Lately I've been putting a lot of people down including myself.

I said no to an invitation to go to a friend's house..

I made the one person always there for me feel worthless cause I tried to hold back and not show how I really feel..

I'm at the point of giving up one of my best friends..

I feel like I am not giving my best in everything I do.. I haven't submitted my inventory report and lesson plan.. I'm missing the 2 CDs given by our Tissue Culture consultant.. I have piles of unchecked submitted homeworks and seatworks.. I have 4 recommendation forms that are unaccomplished.. I have not filled up the PEF folders of 13 GSP students in my 2 classes.. And I dunno what other things I need to accomplish.. *sigh*

Going back to my title.. decisions.. choices..

I'm thinking of going back home.. to the place where I am respected and loved.. I'm on the fast forward phase of losing my self esteem to where I'm currently staying. I know I have a lot of things to consider, people to keep in mind. I'm aware too of the pros and cons once I make my decision. At the moment, I'm still really undecided. I'm still looking and hoping for the brighter side of things, but I know I need to decide soon.. make my choice.. maybe another week.. Then I'll asses the situation and make my decision.

So for now.. I'll think.. wait.. hope.




Monday, July 13, 2009

I was sent home


I was already happy when I got pass through the temperature checkpoint in school. I don't have fever and they didn't ask if I have cough or colds. So when the person who checked nodded for me to go in, I smiled at her.

But when I went to the Personnel's office to have my off-campus signed, the lady who is to sign my form asked me something. She got surprised with my voice and asked me to go to the clinic. And the rest was history.. hahaha!

I don't really want to miss work cause I have tons of things to do. I brought home some of them so I wouldn't miss much.. But I'm more worried about my classes.. *sigh*

I got to chat with one of my college friends and he reminded me that "tao ka!" when I told him that I want to go to work. He himself just got well from flu and was absent from work for 5 days. He asked me if I'm taking vitamins and I said I'm lazy to drink med in general and his one word reaction.. "LOKA!" We ended our chat hoping that we'd soon see each other together with our other batchmates.

So how did I rest today? I finished in less than an hour my latest 204-piece puzzle. I hope to have it framed soon!.. Surf the net.. Eat dalandan and macaroni salad given by mk.. Listen to music.. Chat.. Text.. and sleep.

Tomorrow will be another day of boredom.. but I have my work to keep me company.. a call, text and other means for you to contact me will be really appreciated.


Sunday, July 12, 2009

Rain


My friend and I were talking last night about the rain.. how it makes her sad and alone and lonely.. how it makes me feel so many kinds of emotion depending on my mood.

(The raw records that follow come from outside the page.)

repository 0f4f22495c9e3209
//! Authentication DTOs

use serde::{Deserialize, Serialize};
use utoipa::ToSchema;
use validator::Validate;

use crate::application::AuthResult;
use crate::interfaces::http::modules::users::UserDto;

#[derive(Debug, Deserialize, Validate, ToSchema)]
pub struct LoginRequest {
    #[validate(email(message = "invalid email format"))]
    pub email: String,
    #[validate(length(min = 1, message = "password is required"))]
    pub password: String,
}

#[derive(Debug, Deserialize, Validate, ToSchema)]
pub struct RegisterRequest {
    #[validate(length(min = 1, max = 100, message = "name must be 1-100 characters"))]
    pub name: String,
    #[validate(email(message = "invalid email format"))]
    pub email: String,
    #[validate(length(min = 6, max = 72, message = "password must be 6-72 characters"))]
    pub password: String,
}

/// Issued session token together with the public account projection
#[derive(Debug, Serialize, ToSchema)]
pub struct AuthResponse {
    pub token: String,
    pub token_type: String,
    /// Seconds until the token expires
    pub expires_in: i64,
    pub user: UserDto,
}

impl From<AuthResult> for AuthResponse {
    fn from(result: AuthResult) -> Self {
        Self {
            token: result.token.token,
            token_type: result.token.token_type,
            expires_in: result.token.expires_in,
            user: UserDto::from(result.user),
        }
    }
}
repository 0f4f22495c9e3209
//! Health check endpoint

pub mod handlers;

pub use handlers::*;
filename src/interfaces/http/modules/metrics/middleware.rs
//! Per-request HTTP metrics
//!
//! Labels use the matched route template (`/api/v1/rus/{ru_id}`) rather than
//! the raw path so unit ids do not explode label cardinality.

use std::time::Instant;

use axum::{body::Body, extract::MatchedPath, http::Request, middleware::Next, response::Response};

const UNMATCHED_ROUTE: &str = "unmatched";

pub async fn http_metrics_middleware(request: Request<Body>, next: Next) -> Response {
    let method = request.method().as_str().to_owned();
    let route = request
        .extensions()
        .get::<MatchedPath>()
        .map_or_else(|| UNMATCHED_ROUTE.to_owned(), |p| p.as_str().to_owned());

    let started = Instant::now();
    let response = next.run(request).await;
    let elapsed = started.elapsed().as_secs_f64();

    let status = response.status().as_u16().to_string();
    metrics::counter!(
        "http_requests_total",
        "method" => method.clone(),
        "path" => route.clone(),
        "status" => status
    )
    .increment(1);
    metrics::histogram!("http_request_duration_seconds", "method" => method, "path" => route)
        .record(elapsed);

    response
}
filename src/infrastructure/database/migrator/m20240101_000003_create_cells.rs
//! Create cells table

use sea_orm_migration::prelude::*;

use super::m20240101_000002_create_rus::Rus;

#[derive(DeriveMigrationName)]
pub struct Migration;

#[async_trait::async_trait]
impl MigrationTrait for Migration {
    async fn up(&self, manager: &SchemaManager) -> Result<(), DbErr> {
        manager
            .create_table(
                Table::create()
                    .table(Cells::Table)
                    .if_not_exists()
                    .col(ColumnDef::new(Cells::RuId).string().not_null())
                    .col(ColumnDef::new(Cells::Id).integer().not_null())
                    .col(ColumnDef::new(Cells::Number).string().not_null())
                    .col(ColumnDef::new(Cells::Name).string().not_null())
                    .col(ColumnDef::new(Cells::CellType).string_len(20).not_null())
                    .col(
                        ColumnDef::new(Cells::Status)
                            .string_len(20)
                            .not_null()
                            .default("OFF"),
                    )
                    .col(
                        ColumnDef::new(Cells::Voltage)
                            .string()
                            .not_null()
                            .default(""),
                    )
                    .col(
                        ColumnDef::new(Cells::VoltageLevel)
                            .string()
                            .not_null()
                            .default(""),
                    )
                    .col(ColumnDef::new(Cells::Power).string())
                    .col(
                        ColumnDef::new(Cells::Description)
                            .string()
                            .not_null()
                            .default(""),
                    )
                    .col(
                        ColumnDef::new(Cells::IsGrounded)
                            .boolean()
                            .not_null()
                            .default(false),
                    )
                    .col(ColumnDef::new(Cells::LastOperation).timestamp_with_time_zone())
                    .col(ColumnDef::new(Cells::LastGroundedOperation).timestamp_with_time_zone())
                    .col(ColumnDef::new(Cells::TransformerNumber).string())
                    .col(ColumnDef::new(Cells::BusSection).integer())
                    .col(ColumnDef::new(Cells::Current).double())
                    .col(ColumnDef::new(Cells::Temperature).double())
                    .col(ColumnDef::new(Cells::Load).double())
                    .col(
                        ColumnDef::new(Cells::Version)
                            .integer()
                            .not_null()
                            .default(0),
                    )
                    .col(
                        ColumnDef::new(Cells::CreatedAt)
                            .timestamp_with_time_zone()
                            .not_null(),
                    )
                    .col(
                        ColumnDef::new(Cells::UpdatedAt)
                            .timestamp_with_time_zone()
                            .not_null(),
                    )
                    .primary_key(Index::create().col(Cells::RuId).col(Cells::Id))
                    .foreign_key(
                        ForeignKey::create()
                            .name("fk_cells_ru")
                            .from(Cells::Table, Cells::RuId)
                            .to(Rus::Table, Rus::Id)
                            .on_delete(ForeignKeyAction::Cascade),
                    )
                    .to_owned(),
            )
            .await
    }

    async fn down(&self, manager: &SchemaManager) -> Result<(), DbErr> {
        manager
            .drop_table(Table::drop().table(Cells::Table).to_owned())
            .await
    }
}

#[derive(Iden)]
pub enum Cells {
    Table,
    RuId,
    Id,
    Number,
    Name,
    CellType,
    Status,
    Voltage,
    VoltageLevel,
    Power,
    Description,
    IsGrounded,
    LastOperation,
    LastGroundedOperation,
    TransformerNumber,
    BusSection,
    Current,
    Temperature,
    Load,
    Version,
    CreatedAt,
    UpdatedAt,
}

But right now, I blame the rain why I'm not feeling well.. =(

Anyway, going back to our conversation. When my friend again asked what is my perfect rain scene.. here's my reply..

I'm in a cabin and there's a hammock by the porch where I'm seated.. rain is falling to the sea.. wind is blowing my hair.. but I forgot to mention to her that with me in the hammock is my special someone.. We are hugging and just talking about anything. (It's not that obvious that I'm a hopeless romantic.. hehe..=p )

Rain...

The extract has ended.